By Donna Campisano, specialist, Communications, APHL
Before COVID-19 sprang on the scene, tuberculosis (TB) had the alarming distinction of being the world’s deadliest infectious disease. Now it ranks second, having claimed 1.3 million lives in 2022. While TB is less a problem in this country than other parts of the world, public health officials remain vigilant. The Centers for Disease Control and Prevention (CDC) reports that in 2022, TB incidence rates in this country were up 5.5% since 2021.
TB is a highly contagious disease caused by the bacterium Mycobacterium tuberculosis. It typically affects the lungs and is generally passed from person to person via airborne droplets—the kind that can spew when someone coughs, sneezes or speaks.
Public health laboratories play instrumental roles in fighting TB by identifying Mycobacterium tuberculosis and assessing the organism’s susceptibility to relevant drugs with the use and application of novel technologies.

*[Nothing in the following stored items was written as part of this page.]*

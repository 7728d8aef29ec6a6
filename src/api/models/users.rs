//! API request/response models for users.

use crate::db::models::users::User;
use crate::types::UserId;
use chrono::{DateTime, Utc};
use serde::{Deserialize, Serialize};
use utoipa::ToSchema;

/// Registration payload. The password arrives pre-hashed from the
/// authentication front; this service stores it opaquely.
#[derive(Debug, Clone, Serialize, Deserialize, ToSchema)]
pub struct UserCreate {
    pub first_name: String,
    pub last_name: String,
    pub email: String,
    pub password: String,
}

/// Profile update payload; absent fields keep their current value.
#[derive(Debug, Clone, Serialize, Deserialize, ToSchema)]
pub struct UserUpdate {
    pub first_name: Option<String>,
    pub last_name: Option<String>,
}

/// A user as exposed by the API. Password and the verification/reset token
/// fields never serialize into responses.
#[derive(Debug, Clone, Serialize, Deserialize, ToSchema)]
pub struct UserResponse {
    pub id: UserId,
    pub first_name: String,
    pub last_name: String,
    pub email: String,
    pub email_verified: bool,
    pub created_at: DateTime<Utc>,
    pub updated_at: DateTime<Utc>,
}

impl From<User> for UserResponse {
    fn from(user: User) -> Self {
        Self {
            id: user.id,
            first_name: user.first_name,
            last_name: user.last_name,
            email: user.email,
            email_verified: user.email_verified,
            created_at: user.created_at,
            updated_at: user.updated_at,
        }
    }
}
use crate::db::errors::DbError;
use axum::{
    http::StatusCode,
    response::{IntoResponse, Response},
};
use thiserror::Error as ThisError;

#[derive(ThisError, Debug)]
pub enum Error {
    /// Caller identity required but not provided or unknown
    #[error("Not authenticated")]
    Unauthenticated { message: Option<String> },

    /// Invalid request data or business rule violation
    #[error("{message}")]
    BadRequest { message: String },

    /// Requested resource not found
    #[error("{resource} with ID {id} not found")]
    NotFound { resource: String, id: String },

    /// Generic internal service error
    #[error("Failed to {operation}")]
    Internal { operation: String },

    /// Database operation error
    #[error(transparent)]
    Database(#[from] DbError),

    /// Unexpected error with full context chain
    #[error(transparent)]
    Other(#[from] anyhow::Error),
}

impl Error {
    pub fn status_code(&self) -> StatusCode {
        match self {
            Error::Unauthenticated { .. } => StatusCode::UNAUTHORIZED,
            Error::BadRequest { .. } => StatusCode::BAD_REQUEST,
            Error::NotFound { .. } => StatusCode::NOT_FOUND,
            Error::Internal { .. } => StatusCode::INTERNAL_SERVER_ERROR,
            Error::Database(db_err) => match db_err {
                DbError::NotFound | DbError::RecipientNotFound => StatusCode::NOT_FOUND,
                DbError::DuplicateEmail => StatusCode::CONFLICT,
                // The affected-row-count guards trip when the target row is
                // gone (or already deleted), which reads as not-found to the
                // caller.
                DbError::NotUpdated
                | DbError::NotDeleted
                | DbError::RecipientsNotAdded
                | DbError::RecipientNotDeleted => StatusCode::NOT_FOUND,
                DbError::NotCreated | DbError::Other(_) => StatusCode::INTERNAL_SERVER_ERROR,
            },
            Error::Other(_) => StatusCode::INTERNAL_SERVER_ERROR,
        }
    }

    /// Returns a user-safe error message, without leaking internal implementation details
    pub fn user_message(&self) -> String {
        match self {
            Error::Unauthenticated { message } => message
                .clone()
                .unwrap_or_else(|| "Authentication required".to_string()),
            Error::BadRequest { message } => message.clone(),
            Error::NotFound { resource, id } => {
                format!("{resource} with ID {id} not found")
            }
            Error::Internal { .. } => "Internal server error".to_string(),
            Error::Database(db_err) => match db_err {
                DbError::NotFound => "Resource not found".to_string(),
                DbError::DuplicateEmail => "An account with this email address already exists".to_string(),
                DbError::NotCreated => "Resource could not be created".to_string(),
                DbError::NotUpdated => "Resource could not be updated".to_string(),
                DbError::NotDeleted => "Resource could not be deleted".to_string(),
                DbError::RecipientNotFound => "Recipient not found".to_string(),
                DbError::RecipientsNotAdded => "Recipients could not be added".to_string(),
                DbError::RecipientNotDeleted => "Recipient could not be deleted".to_string(),
                DbError::Other(_) => "Database error occurred".to_string(),
            },
            Error::Other(_) => "Internal server error".to_string(),
        }
    }
}

impl IntoResponse for Error {
    fn into_response(self) -> Response {
        // Log full error details for debugging - different log levels based on severity
        match &self {
            Error::Database(DbError::Other(_)) | Error::Internal { .. } | Error::Other(_) => {
                tracing::error!("Internal service error: {:#}", self);
            }
            Error::Database(_) => {
                tracing::warn!("Database constraint error: {}", self);
            }
            Error::Unauthenticated { .. } => {
                tracing::info!("Authorization error: {}", self);
            }
            Error::BadRequest { .. } | Error::NotFound { .. } => {
                tracing::debug!("Client error: {}", self);
            }
        }

        (self.status_code(), self.user_message()).into_response()
    }
}

/// Type alias for service operation results
pub type Result<T> = std::result::Result<T, Error>;
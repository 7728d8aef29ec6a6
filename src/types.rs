//! Common type definitions for entity identifiers.
//!
//! All entities are identified by ULIDs rendered as 26-character Crockford
//! base32 strings. ULIDs are lexically sortable and time-ordered, which the
//! cursor pagination in [`crate::api::models::pagination`] relies on: sorting
//! ids descending sorts rows newest-first, and "id < cursor" means "older
//! than the cursor row".

use ulid::Ulid;

// Type aliases for IDs
pub type UserId = String;
pub type VideoId = String;
pub type ReelId = String;
pub type RecipientId = String;

/// Generate a fresh ULID string for a new entity or token.
pub fn new_id() -> String {
    Ulid::new().to_string()
}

One of those technologies is next generation sequencing (NGS), which looks at the sequence of DNA present in a specimen to identify an organism and determine whether genetic mutations that may impact drug resistance are present.
The Role of NGS in TB Detection
Key to curbing TB outbreaks is rapid detection and characterization of drug resistance. But that can be a challenge.
Mycobacterium tuberculosis is a slow-growing organism. Traditional methods used for detection and drug susceptibility testing depend on growth, but it can take weeks for a cultured sample to grow the bacterium. During that time, a patient may not be diagnosed or treated with appropriate drugs. That may be time that a patient isn’t limiting exposure to others, allowing infections to take root in communities.
But NGS may help slow the spread.
While NGS has been around for a while, [SB1] using it to gather clinical information is a relatively new application. NGS can not only identify the bacterium causing the disease, but it can also predict whether the bacterium isolated is resistant or susceptible to one of the anti-bacterial drugs used to treat TB. And it can do it all in a matter of days-to-weeks instead of the weeks-to-months it takes to grow a lab culture. That kind of timely, detailed diagnosis is essential not only in reducing community spread but also in eliminating the need for a patient to potentially utilize multiple costly and time-consuming treatment regimens before landing on the one that works.
More Treatment Options
Tuberculosis treatment can lasts months—sometimes as long as six-to-nine. And if the TB is drug resistant, treatment could linger on for up to two years. These long-in-duration treatment plans can be inconvenient for patients, making them more likely to abandon the drugs before they’ve taken full effect.
In 2022, CDC recommended the use of a multi-drug regimen called RPT-MOX for patients older than 12 with drug-susceptible pulmonary TB. Based on the results of an international clinical trial, researchers found that the four-month regimen was as effective in curing TB as the standard six-month method that had been one of the mainstays of treatment.
Another drug combination making news is BPaL, which in 2019 was US Food and Drug Administration (FDA) approved for use in people with drug-resistant TB as well as in people who can’t tolerate standard treatments or show no improvement when using them.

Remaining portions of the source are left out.